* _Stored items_
··········

use std::path::PathBuf;

use clap::{Parser, Subcommand, ValueEnum};

/// A Nostr relay-protocol client and social-graph replication tool.
#[derive(Parser)]
#[command(name = "nostr-client", version, about = "A Nostr relay-protocol client and social-graph replication tool")]
pub struct Cli {
    /// Path to the TOML config file (default: ~/.config/nostr-client/config.toml).
    #[arg(long, global = true)]
    pub config: Option<PathBuf>,

    /// Verbose (debug-level) logging.
    #[arg(long, global = true)]
    pub debug: bool,

    #[command(subcommand)]
    pub command: Commands,
}

#[derive(Subcommand)]
pub enum Commands {
    /// Decode a NIP-19 bech32 string (npub/nsec/note) to its hex payload.
    Decode {
        /// The bech32 string to decode.
        value: String,
    },
    /// Encode a 64-hex-char value as a NIP-19 bech32 string.
    Lookup {
        /// Which kind of bech32 string to produce.
        #[arg(value_enum)]
        kind: Nip19Kind,
        /// The 64-hex-char value to encode.
        hex_value: String,
    },
    /// Generate a fresh secp256k1 keypair.
    Generate,
    /// Run a named collector profile: copy a pubkey's social graph from its
    /// source relays to its destination relay.
    Copy {
        /// Profile name from the config file.
        profile: String,
    },
    /// Alias for `copy`.
    Collect {
        /// Profile name from the config file.
        profile: String,
    },
    /// Fetch every event matching a filter from a relay (paging across any
    /// server-side cap).
    Query {
        /// Relay WebSocket URL.
        relay: String,
        /// A NIP-01 filter, as a JSON object.
        filter_json: String,
        /// Stop after this many events.
        #[arg(long)]
        limit: Option<u64>,
    },
    /// Fetch and print a relay's NIP-11 information document.
    Info {
        /// Relay WebSocket URL (scheme is rewritten to http(s) for the fetch).
        relay: String,
    },
    /// Sign and publish one event to a relay.
    Send {
        /// Relay WebSocket URL.
        relay: String,
        /// 64-hex-char secret key to sign with.
        #[arg(long)]
        seckey: String,
        /// Event kind.
        #[arg(long, default_value_t = 1)]
        kind: u16,
        /// Event content.
        #[arg(long, default_value = "")]
        content: String,
        /// A tag, given as `name:value[:value...]`; may be repeated.
        #[arg(long = "tag", value_parser = parse_tag)]
        tags: Vec<Vec<String>>,
    },
    /// NIP-95 file chunking and listing.
    #[command(subcommand)]
    File(FileCommands),
}

#[derive(Subcommand)]
pub enum FileCommands {
    /// Chunk a file into a NIP-95 metadata event plus signed chunk events
    /// and publish them to a relay.
    Upload {
        /// Path to the file to upload.
        path: PathBuf,
        /// Relay WebSocket URL to publish to.
        relay: String,
        /// 64-hex-char secret key to sign with.
        #[arg(long)]
        seckey: String,
        /// MIME type (guessed from the file extension if omitted).
        #[arg(long)]
        mime: Option<String>,
        /// Largest JSON-encoded event size a chunk may reach.
        #[arg(long, default_value_t = 16384)]
        max_message_size: usize,
        /// Optional `alt` tag describing the file.
        #[arg(long)]
        alt: Option<String>,
    },
    /// List kind-1065 file-metadata events authored by a pubkey.
    Ls {
        /// Relay WebSocket URL.
        relay: String,
        /// 64-hex-char author pubkey.
        pubkey: String,
    },
}

#[derive(Clone, ValueEnum)]
pub enum Nip19Kind {
    Npub,
    Nsec,
    Note,
}

fn parse_tag(s: &str) -> Result<Vec<String>, String> {
    let parts: Vec<String> = s.split(':').map(str::to_string).collect();
    if parts.len() < 2 {
        return Err("a --tag must have at least a name and one value, e.g. e:<hex>".to_string());
    }
    Ok(parts)
}

#[cfg(test)]
mod tests {
    use super::*;

    #[test]
    fn parses_send_with_repeated_tags() {
        let cli = Cli::try_parse_from([
            "nostr-client",
            "send",
            "wss://relay.example",
            "--seckey",
            &"11".repeat(32),
            "--content",
            "hi",
            "--tag",
            "e:deadbeef",
            "--tag",
            "p:cafebabe",
        ])
        .unwrap();
        match cli.command {
            Commands::Send { tags, content, .. } => {
                assert_eq!(content, "hi");
                assert_eq!(tags, vec![vec!["e".to_string(), "deadbeef".to_string()], vec![
                    "p".to_string(),
                    "cafebabe".to_string()
                ]]);
            }
            _ => panic!("expected Send"),
        }
    }

    #[test]
    fn file_upload_subcommand_parses() {
        let cli = Cli::try_parse_from([
            "nostr-client",
            "file",
            "upload",
            "photo.jpg",
            "wss://relay.example",
            "--seckey",
            &"22".repeat(32),
        ])
        .unwrap();
        assert!(matches!(cli.command, Commands::File(FileCommands::Upload { .. })));
    }
}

··········

* _Activity_
Wherever a line in the data above holds "social", copy that line.

* _Answer box_
/// A Nostr relay-protocol client and social-graph replication tool.
#[command(name = "nostr-client", version, about = "A Nostr relay-protocol client and social-graph replication tool")]
    /// Run a named collector profile: copy a pubkey's social graph from its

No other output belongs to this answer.